M.P.: Sai Mauri era talmente legato a Elisabetta per cui, certamente, era difficile entrare nel suo mondo.
Io sono entrato lì solamente quando lui fece questa mostra in tre luoghi nella stessa sera: lo studio di Elisabetta, il Museo delle cere e la galleria di Cannaviello che era a Piazza dei Massimi, dove fecero la proiezione sulla camicia bianca di ….e le fotografie di -.... infatti sono mie.

R.P.: Ultimamente la Fondazione Mauri l'ha ripresa.
Avevano fatto anche una mostra, non so se Hauser & Wirth avevano provato a ricostruire questa mostra.

M.P.: Me l'hanno detto, io però non l'ho mai visto, non ti so dire niente.

R.P.: Fu una mostra seguita all'epoca?

M.P.: Ti devo dire alla cosa di …... un po' di gente, ma non c'era grande folla.
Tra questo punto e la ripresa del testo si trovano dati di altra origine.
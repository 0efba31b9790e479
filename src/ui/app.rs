/// Main App and UI State
///
/// `DashboardApp` is the eframe::App for the visualizer. Every `update` is one
/// frame opportunity: it reconciles the latest poll result, ticks the FPS
/// monitor and the FrameClock, uploads fresh frames to a texture and draws
/// the control panel.

use eframe::egui;
use std::collections::VecDeque;
use tokio::sync::{mpsc, watch};

use super::widgets;
use crate::log_collector::LogLine;
use crate::models::BiasMode;
use crate::render::{FpsMonitor, FrameBuffer, FrameClock, SystemClock};
use crate::sync::{BackendStatus, CommandDispatcher, DashboardModel};

/// Activity lines kept for the log viewport
const ACTIVITY_CAPACITY: usize = 200;

/// Channels and settings the app is built from
pub struct DashboardChannels {
    pub status_rx: watch::Receiver<BackendStatus>,
    pub dispatcher: CommandDispatcher,
    /// Copies of log lines for the activity viewport
    pub log_rx: Option<mpsc::Receiver<LogLine>>,
}

pub struct DashboardApp {
    model: DashboardModel,
    status_rx: watch::Receiver<BackendStatus>,
    dispatcher: CommandDispatcher,
    log_rx: Option<mpsc::Receiver<LogLine>>,

    frame_clock: FrameClock<SystemClock>,
    fps: FpsMonitor,
    texture: Option<egui::TextureHandle>,
    /// Set while the visible frame is frozen
    lag: bool,

    activity: VecDeque<String>,
    backend_label: String,
}

impl DashboardApp {
    pub fn new(
        frame_clock: FrameClock<SystemClock>,
        channels: DashboardChannels,
        backend_label: String,
    ) -> Self {
        let fps = FpsMonitor::new(frame_clock.now_ms());
        let mut app = Self {
            model: DashboardModel::new(),
            status_rx: channels.status_rx,
            dispatcher: channels.dispatcher,
            log_rx: channels.log_rx,
            frame_clock,
            fps,
            texture: None,
            lag: false,
            activity: VecDeque::with_capacity(ACTIVITY_CAPACITY),
            backend_label,
        };
        app.restart_clock();
        app
    }

    /// Frames are independent, so a state change restarts the clock rather
    /// than mutating the running pipeline
    fn restart_clock(&mut self) {
        self.frame_clock.start(self.model.render_state());
        self.lag = false;
    }

    fn process_status_updates(&mut self) {
        // Err means the poller is gone; keep the last state
        if !self.status_rx.has_changed().unwrap_or(false) {
            return;
        }
        let status = *self.status_rx.borrow_and_update();
        if self.model.apply_status(status) {
            log::debug!(
                "[UI] Reconciled with backend: {:?}",
                self.model.render_state()
            );
            self.restart_clock();
        }
    }

    fn process_log_lines(&mut self) {
        let Some(rx) = self.log_rx.as_mut() else {
            return;
        };
        while let Ok(line) = rx.try_recv() {
            if self.activity.len() == ACTIVITY_CAPACITY {
                self.activity.pop_front();
            }
            self.activity
                .push_back(format!("{} {}", line.timestamp, line.message));
        }
    }

    fn on_toggle_stress(&mut self) {
        let request = self.model.toggle_stress();
        self.dispatcher.dispatch(request);
        self.restart_clock();
    }

    fn on_toggle_bias(&mut self) {
        if let Some(request) = self.model.toggle_bias() {
            self.dispatcher.dispatch(request);
        }
        self.restart_clock();
    }

    fn render_control_panel(&mut self, ctx: &egui::Context) {
        egui::SidePanel::right("core_control")
            .resizable(false)
            .exact_width(280.0)
            .show(ctx, |ui| {
                ui.add_space(12.0);
                ui.horizontal(|ui| {
                    ui.heading(egui::RichText::new("CORE CONTROL").strong());
                    ui.with_layout(egui::Layout::right_to_left(egui::Align::Center), |ui| {
                        widgets::fps_badge(ui, self.fps.display_fps());
                    });
                });
                ui.add_space(8.0);

                let backend = self.model.backend();
                let (dot, text) = if backend.reachable {
                    (widgets::OK, format!("Backend: {}", self.backend_label))
                } else {
                    (widgets::ALERT, "Backend offline".to_string())
                };
                ui.label(egui::RichText::new(text).small().color(dot));
                ui.separator();

                let state = self.model.render_state();
                let stress_label = if state.stress_active { "⏹ HALT STRESS" } else { "▶ TRIGGER LOAD" };
                let stress_fill = if state.stress_active { widgets::ALERT } else { widgets::ACCENT };
                let stress = egui::Button::new(egui::RichText::new(stress_label).strong().size(18.0))
                    .fill(stress_fill.linear_multiply(0.35))
                    .min_size(egui::vec2(ui.available_width(), 48.0));
                if ui.add(stress).clicked() {
                    self.on_toggle_stress();
                }

                ui.add_space(8.0);
                let biased = state.bias_mode == BiasMode::LatencyBiased;
                let bias_label = if biased { "BORE ACTIVATED" } else { "BORE DEACTIVATED" };
                let bias = egui::Button::new(egui::RichText::new(bias_label).strong().size(18.0))
                    .stroke(egui::Stroke::new(
                        2.0,
                        if biased { widgets::ACCENT } else { egui::Color32::from_white_alpha(25) },
                    ))
                    .min_size(egui::vec2(ui.available_width(), 48.0));
                if ui
                    .add(bias)
                    .on_hover_text("Scheduler architecture: latency-biased (BORE) or fair")
                    .clicked()
                {
                    self.on_toggle_bias();
                }

                ui.add_space(16.0);
                let state = self.model.render_state();
                widgets::bias_bar(ui, self.model.workload_cpu_share(), state.is_contended());

                ui.add_space(12.0);
                ui.horizontal(|ui| {
                    ui.label(egui::RichText::new("TARGET").small().weak());
                    ui.label(
                        egui::RichText::new(format!("{} FPS", self.model.target_fps()))
                            .monospace()
                            .strong()
                            .color(widgets::ACCENT),
                    );
                });

                ui.separator();
                ui.label(egui::RichText::new("ACTIVITY").small().weak());
                let lines: Vec<String> = self.activity.iter().cloned().collect();
                widgets::terminal_viewport(ui, &lines);
            });
    }

    fn render_canvas(&mut self, ctx: &egui::Context) {
        let state = self.model.render_state();
        egui::CentralPanel::default().show(ctx, |ui| {
            ui.horizontal(|ui| {
                ui.heading(egui::RichText::new("BORE DASHBOARD").strong());
                ui.label(egui::RichText::new("Interactive workload").small().weak());
                if state.is_contended() {
                    ui.label(egui::RichText::new("HIGH CONTENTION").small().color(widgets::ALERT));
                }
            });
            ui.add_space(8.0);

            let Some(texture) = &self.texture else {
                ui.centered_and_justified(|ui| ui.spinner());
                return;
            };

            let available = ui.available_size();
            let tex_size = texture.size_vec2();
            let scale = (available.x / tex_size.x).min(available.y / tex_size.y).max(0.1);
            let response = ui.image((texture.id(), tex_size * scale));
            let rect = response.rect;
            let painter = ui.painter_at(rect);

            if state.stress_active {
                widgets::mode_caption(&painter, rect, state.bias_mode == BiasMode::LatencyBiased);
            }
            if self.lag {
                widgets::lag_overlay(&painter, rect);
            }
        });
    }
}

fn upload_frame(
    texture: &mut Option<egui::TextureHandle>,
    ctx: &egui::Context,
    frame: &FrameBuffer,
) {
    let image = egui::ColorImage::from_rgba_unmultiplied(
        [frame.width(), frame.height()],
        frame.as_rgba(),
    );
    match texture {
        Some(handle) => handle.set(image, egui::TextureOptions::NEAREST),
        None => {
            *texture = Some(ctx.load_texture("fractal", image, egui::TextureOptions::NEAREST));
        }
    }
}

impl eframe::App for DashboardApp {
    fn update(&mut self, ctx: &egui::Context, _frame: &mut eframe::Frame) {
        self.process_status_updates();
        self.process_log_lines();

        // Counted on every opportunity, independent of what the frame shows
        self.fps.record_tick(self.frame_clock.now_ms());

        if let Some(report) = self.frame_clock.tick(ctx) {
            self.lag = report.lag;
            if report.is_new_frame() {
                if let Some(frame) = report.frame {
                    upload_frame(&mut self.texture, ctx, frame);
                }
            }
        }

        self.render_control_panel(ctx);
        self.render_canvas(ctx);
    }

    fn on_exit(&mut self, _gl: Option<&eframe::glow::Context>) {
        self.frame_clock.cancel();
        log::info!("[UI] Window closed");
    }
}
Andarono di più al Museo delle Cere e probabilmente poi alla fine, per rapporti di amicizia, molti andarono allo studio di Elisabetta che era a Piazza Santi Apostoli. Mauri era una persona correttissima, carinissima, un signore, col quale ci siamo incontrati spesso però lui era un po' legato a questa storia, era giusto così.
Ognuno di noi ha avuto una differente identità, come a Milano c'è l'ha avuto Colombo, Licitra Ponti.

R.P.: E con questi fotografi, come Colombo, Paolo Mussat Sartor?
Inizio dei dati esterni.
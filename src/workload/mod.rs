//! Simulated workload backend state
//!
//! - **Controller**: the single-session store behind `GET /status` and `POST /command`
//! - **Launcher**: how a session's CPU-bound workload is started and stopped

pub mod controller;
pub mod launcher;

pub use controller::{SessionInfo, WorkloadController, WorkloadSession};
pub use launcher::{
    launcher_from_config, NicenessPolicy, ProcessLauncher, StressorLauncher, WorkloadHandle,
    WorkloadLauncher,
};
M.P.: A Mussat Sartor, lui era presente come giovane alla Biennale di Parigi. Gli ho rifotografato la sua mostra, poi l'ha ripresentata a Palazzo Taverna e lì gliel'ho rifotografata. Ho conosciuto poi il figlio che lavora per l'archivio di Giovanni Anselmo. Altro personaggio stupendo Giovanni, che ho conosciuto e ho fatto la sua mostra a Santiago de Compostela. Anselmo è veramente una persona stupenda. Un artista straordinario, di una semplicità incredibile di un'umanità, ogni tanto quando vado a Torino lo chiamo e lo vado a trovare, ancora oggi. Con Colombo ci siamo sempre un po' sfiorarti poi ci siamo rivisti ultimamente a una cosa di Pieroni e ci siamo promessi che io sarei andato a vedere il suo studio perché tutti mi dicono che è uno studio super organizzato e voglio andare a vedere com'è organizzato.

R.P.: Io ho conosciuto sua moglie da poco, …... , perchè l'avevo esposta in questa mostra a Milano.
È venuto con la moglie, erano insieme da molto ma si sposati a poco. Un personaggio, un signore anche lui.
Anche lui ha fotografato tantissimo.

M.P.: Sì tantissimo. Lui poi credo avesse addirittura centinaia e centinaia di immagini di Boetti. È uno estremamente preciso e ordinato.
Io viaggiavo tanto per il fatto della pubblicità e mi dava da vivere, poi ho avuto molti figli, molte storie e li ho potuti far studiare e vivere anche grazie alla pubblicità per
cui non potevo trascurarla.

R.P.: E con fotografi al di fuori del mondo della documentazione d'arte, meno vicini diciamo all'ambiente artistico?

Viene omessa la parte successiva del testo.